Dlatego zdarza się, iż zarówno pracownicy powiatowych biur ARiMR, jak i lekarze weterynarii czy przedstawiciele samorządu gminnego informują rolnika tylko o jednej wybranej przez siebie firmie.
- Taka praktyka nie tylko jest sprzeczna z zasadami wolnego rynku, ale pozbawia rolnika prawa do pełnej informacji o dostępie do świadczonych usług utylizacyjnych. Może to doprowadzić do powstania monopolu w branży utylizacyjnej oraz znacznego podniesienia cen świadczonych usług. Szczególnie niepokoi sytuacja na terenach „ściany wschodniej”, gdzie lekarze weterynarii pod pretekstem tzw.”awizowania” zbierają dane o producentach rolnych i przekazują je wybranemu podmiotowi utylizacyjnemu - –mówi Andrzej Górczyński, prezes Izby Rolniczej Województwa Łódzkiego, członek zarządu Krajowej Rady Izb Rolniczych.
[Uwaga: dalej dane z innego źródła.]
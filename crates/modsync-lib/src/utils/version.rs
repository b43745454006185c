use std::cmp::Ordering;

/// A mod version string ordered token by token.
///
/// The ordering is intentionally weak: tokens are split on `.` and `-`,
/// numeric tokens compare as numbers and anything else falls back to a
/// lexical comparison. Pre-release tags are not ranked below releases, so
/// `1.0.0-beta` sorts *after* `1.0.0`.
#[derive(Debug, Clone)]
pub struct Version(String);

#[derive(Debug, PartialEq, Eq)]
enum Part<'a> {
    Numeric(u64),
    Text(&'a str),
}

const MISSING: Part<'static> = Part::Numeric(0);

impl Part<'_> {
    fn render(&self) -> String {
        match self {
            Part::Numeric(n) => n.to_string(),
            Part::Text(s) => (*s).to_string(),
        }
    }
}

impl Version {
    pub fn new(v: &str) -> Self {
        Version(v.to_string())
    }

    pub fn as_str(&self) -> &str {
        &self.0
    }

    fn split_parts(s: &str) -> Vec<Part<'_>> {
        s.split(['.', '-'])
            .map(|token| {
                if !token.is_empty() && token.bytes().all(|b| b.is_ascii_digit()) {
                    // Digits that do not fit a u64 are compared as text
                    match token.parse() {
                        Ok(n) => Part::Numeric(n),
                        Err(_) => Part::Text(token),
                    }
                } else {
                    Part::Text(token)
                }
            })
            .collect()
    }

    fn cmp_parts(a: &Part<'_>, b: &Part<'_>) -> Ordering {
        match (a, b) {
            (Part::Numeric(x), Part::Numeric(y)) => x.cmp(y),
            _ => a.render().cmp(&b.render()),
        }
    }
}

impl Ord for Version {
    fn cmp(&self, other: &Self) -> Ordering {
        let a_parts = Self::split_parts(&self.0);
        let b_parts = Self::split_parts(&other.0);
        let len = a_parts.len().max(b_parts.len());

        for i in 0..len {
            let ap = a_parts.get(i).unwrap_or(&MISSING);
            let bp = b_parts.get(i).unwrap_or(&MISSING);
            match Self::cmp_parts(ap, bp) {
                Ordering::Equal => continue,
                ord => return ord,
            }
        }

        Ordering::Equal
    }
}

impl PartialOrd for Version {
    fn partial_cmp(&self, other: &Self) -> Option<Ordering> {
        Some(self.cmp(other))
    }
}

impl PartialEq for Version {
    fn eq(&self, other: &Self) -> bool {
        self.cmp(other) == Ordering::Equal
    }
}

impl Eq for Version {}

pub fn compare_versions(a: &str, b: &str) -> Ordering {
    Version::new(a).cmp(&Version::new(b))
}

/// True when `candidate` is strictly newer than `current`.
pub fn is_newer(candidate: &str, current: &str) -> bool {
    compare_versions(candidate, current) == Ordering::Greater
}
//! Configuration management for the DGI Motors storefront.
//!
//! Handles loading and saving configuration from JSONC files.
//! Selects the data source, the offered filter fields and display options.

use crate::filter::{FieldSet, FilterCriteria};
use crate::vehicles::{CurrencyFormat, DataSource};
use anyhow::{Context, Result};
use dirs::config_dir;
use serde::{Deserialize, Serialize};
use std::fs;
use std::path::{Path, PathBuf};
use std::time::Duration;

/// Directory name under the platform config dir.
const APP_DIR: &str = "dgi-motors";

/// Application configuration structure.
#[derive(Debug, Clone, Serialize, Deserialize)]
#[serde(default)]
pub struct Config {
    /// Where the vehicle list comes from
    pub source: DataSource,
    /// Filter fields offered in the form; defaults depend on the source
    pub fields: Option<FieldSet>,
    /// Criteria active when the storefront opens
    pub default_filters: FilterCriteria,
    /// Treat a typed `0` in a numeric field as "no constraint"
    pub zero_disables_bounds: bool,
    /// Offer the details view; defaults depend on the source
    pub show_details: Option<bool>,
    /// Price rendering conventions
    pub currency: CurrencyFormat,
    /// Timeout for the listing request; no timeout when absent
    pub request_timeout_secs: Option<u64>,
    /// Log file path (relative to config dir or absolute)
    pub log_path: String,
    /// Log level used when `RUST_LOG` is not set
    pub log_level: String,
}

impl Default for Config {
    fn default() -> Self {
        Self {
            source: DataSource::default(),
            fields: None,
            default_filters: FilterCriteria::default(),
            zero_disables_bounds: true,
            show_details: None,
            currency: CurrencyFormat::default(),
            request_timeout_secs: None,
            log_path: "dgi-motors.log".to_string(),
            log_level: "info".to_string(),
        }
    }
}

impl Config {
    /// Load configuration from file.
    ///
    /// # Arguments
    /// * `path` - Optional path to config file. If None, uses default location.
    ///
    /// # Returns
    /// * `Result<Config>` - Loaded configuration or error
    ///
    /// # Details
    /// A missing file yields the default configuration (static catalog,
    /// all six filter fields). `//` and `/* */` comments are allowed.
    pub fn load(path: Option<&Path>) -> Result<Self> {
        let config_path = match path {
            Some(p) => p.to_path_buf(),
            None => Self::default_config_path()?,
        };

        if !config_path.exists() {
            return Ok(Self::default());
        }

        let content = fs::read_to_string(&config_path)
            .with_context(|| format!("Failed to read config file: {}", config_path.display()))?;

        serde_json::from_str(&strip_jsonc_comments(&content))
            .with_context(|| format!("Failed to deserialize config: {}", config_path.display()))
    }

    /// Save configuration to file, creating the directory if needed.
    pub fn save(&self, path: Option<&Path>) -> Result<()> {
        let config_path = match path {
            Some(p) => p.to_path_buf(),
            None => Self::default_config_path()?,
        };

        if let Some(parent) = config_path.parent() {
            fs::create_dir_all(parent).with_context(|| {
                format!("Failed to create config directory: {}", parent.display())
            })?;
        }

        let json = serde_json::to_string_pretty(self).context("Failed to serialize config")?;

        fs::write(&config_path, json)
            .with_context(|| format!("Failed to write config file: {}", config_path.display()))
    }

    /// Returns `$XDG_CONFIG_HOME/dgi-motors/config.jsonc` or `~/.config/dgi-motors/config.jsonc`.
    pub fn default_config_path() -> Result<PathBuf> {
        Ok(app_config_dir()?.join("config.jsonc"))
    }

    /// Log file path; relative paths resolve against the config directory.
    pub fn log_file_path(&self) -> Result<PathBuf> {
        let log_path = Path::new(&self.log_path);
        if log_path.is_absolute() {
            Ok(log_path.to_path_buf())
        } else {
            Ok(app_config_dir()?.join(log_path))
        }
    }

    /// Filter fields offered in the form.
    pub fn enabled_fields(&self) -> FieldSet {
        self.fields
            .clone()
            .unwrap_or_else(|| self.source.default_fields())
    }

    /// Whether cards link to a details view.
    pub fn details_enabled(&self) -> bool {
        self.show_details
            .unwrap_or_else(|| self.source.offers_details())
    }

    pub fn request_timeout(&self) -> Option<Duration> {
        self.request_timeout_secs.map(Duration::from_secs)
    }
}

fn app_config_dir() -> Result<PathBuf> {
    let dir = config_dir().ok_or_else(|| anyhow::anyhow!("Failed to determine config directory"))?;
    Ok(dir.join(APP_DIR))
}

/// Remove `//` line comments and `/* */` block comments outside strings.
fn strip_jsonc_comments(content: &str) -> String {
    let mut out = String::with_capacity(content.len());
    let mut chars = content.chars().peekable();
    let mut in_string = false;

    while let Some(ch) = chars.next() {
        if in_string {
            out.push(ch);
            match ch {
                '\\' => {
                    if let Some(escaped) = chars.next() {
                        out.push(escaped);
                    }
                }
                '"' => in_string = false,
                _ => {}
            }
            continue;
        }

        match (ch, chars.peek()) {
            ('"', _) => {
                in_string = true;
                out.push(ch);
            }
            ('/', Some('/')) => {
                for next in chars.by_ref() {
                    if next == '\n' {
                        out.push('\n');
                        break;
                    }
                }
            }
            ('/', Some('*')) => {
                chars.next();
                let mut prev = '\0';
                for next in chars.by_ref() {
                    if prev == '*' && next == '/' {
                        break;
                    }
                    if next == '\n' {
                        out.push('\n');
                    }
                    prev = next;
                }
            }
            _ => out.push(ch),
        }
    }

    out
}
Aby więc ukrócić ten proceder, zdaniem Górczyńskiego uzasadnione jest opracowanie przez resort rolnictwa wykazu wszystkich podmiotów mających podpisane umowy z ARiMR na świadczenie usług na rzecz producentów rolnych. Takie wykazy powinny być udostępnione rolnikom w każdym biurze powiatowym ARiMR, urzędzie gminy oraz w lecznicy weterynaryjnej.
- Uregulowanie tej kwestii zapewni sprawne i co najważniejsze zgodne z prawem działanie systemu odbioru i utylizacji padłych zwierząt gospodarskich, współfinansowanego przez Agencję Restrukturyzacji i Modernizacji Rolnictwa – dodaje prezes IRWŁ.